### [Your task]
Your answer is the lines below, exactly, from the one that contains "use thiserror::Error;" through the one that contains "must not be", both included.

Records provided below:

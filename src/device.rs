//! Device identity and cloud endpoint URLs.

use serde::{Deserialize, Serialize};
use thiserror::Error;

/// Default device API endpoint.
pub const DEFAULT_BASE_URL: &str = "https://cloudiotdevice.googleapis.com/v1";

/// Invalid device identity.
#[derive(Debug, Clone, PartialEq, Eq, Error)]
pub enum DeviceError {
    /// Named identifier is empty or blank.
    #[error("device identifier `{0}` must not be empty")]
    EmptyField(&'static str),
}

/// Fully-qualified location of one device in the registry.
#[derive(Debug, Clone, PartialEq, Eq, Serialize, Deserialize)]
pub struct DevicePath {
    /// Cloud project id.
    pub project_id: String,
    /// Registry region, e.g. `asia-east1`.
    pub location: String,
    /// Device registry id.
    pub registry: String,
    /// Device id within the registry.
    pub device: String,
}

impl DevicePath {
    /// Creates a device path, rejecting empty identifiers.
    pub fn new(
        project_id: impl Into<String>,
        location: impl Into<String>,
        registry: impl Into<String>,
        device: impl Into<String>,
    ) -> Result<Self, DeviceError> {
        let path = Self {
            project_id: project_id.into(),
            location: location.into(),
            registry: registry.into(),
            device: device.into(),
        };
        path.validate()?;
        Ok(path)
    }

    /// Rejects empty or blank identifiers.
    pub fn validate(&self) -> Result<(), DeviceError> {
        let fields = [
            ("project_id", &self.project_id),
            ("location", &self.location),
            ("registry", &self.registry),
            ("device", &self.device),
        ];
        for (name, value) in fields {
            if value.trim().is_empty() {
                return Err(DeviceError::EmptyField(name));
            }
        }
        Ok(())
    }

    /// Resource path relative to the API root.
    fn resource(&self, base_url: &str) -> String {
        format!(
            "{}/projects/{}/locations/{}/registries/{}/devices/{}",
            base_url.trim_end_matches('/'),
            self.project_id,
            self.location,
            self.registry,
            self.device
        )
    }

    /// URL for fetching the device config. The caller adds the
    /// `local_version` query parameter.
    pub fn config_url(&self, base_url: &str) -> String {
        format!("{}/config", self.resource(base_url))
    }

    /// URL for publishing a telemetry event.
    pub fn publish_event_url(&self, base_url: &str) -> String {
        format!("{}:publishEvent", self.resource(base_url))
    }
}

#[cfg(test)]
mod tests {
    use super::*;

    fn path() -> DevicePath {
        DevicePath::new("proj", "asia-east1", "carts", "pi-01").unwrap()
    }

    #[test]
    fn test_config_url() {
        assert_eq!(
            path().config_url(DEFAULT_BASE_URL),
            "https://cloudiotdevice.googleapis.com/v1/projects/proj/locations/asia-east1\
             /registries/carts/devices/pi-01/config"
        );
    }

    #[test]
    fn test_publish_event_url_trailing_slash() {
        assert_eq!(
            path().publish_event_url("http://localhost:8080/v1/"),
            "http://localhost:8080/v1/projects/proj/locations/asia-east1\
             /registries/carts/devices/pi-01:publishEvent"
        );
    }

    #[test]
    fn test_empty_field_rejected() {
        assert_eq!(
            DevicePath::new("proj", "", "carts", "pi-01"),
            Err(DeviceError::EmptyField("location"))
        );
    }
}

End of Records provided.

### [Exercise answer]
use thiserror::Error;

/// Default device API endpoint.
pub const DEFAULT_BASE_URL: &str = "https://cloudiotdevice.googleapis.com/v1";

/// Invalid device identity.
#[derive(Debug, Clone, PartialEq, Eq, Error)]
pub enum DeviceError {
    /// Named identifier is empty or blank.
    #[error("device identifier `{0}` must not be empty")]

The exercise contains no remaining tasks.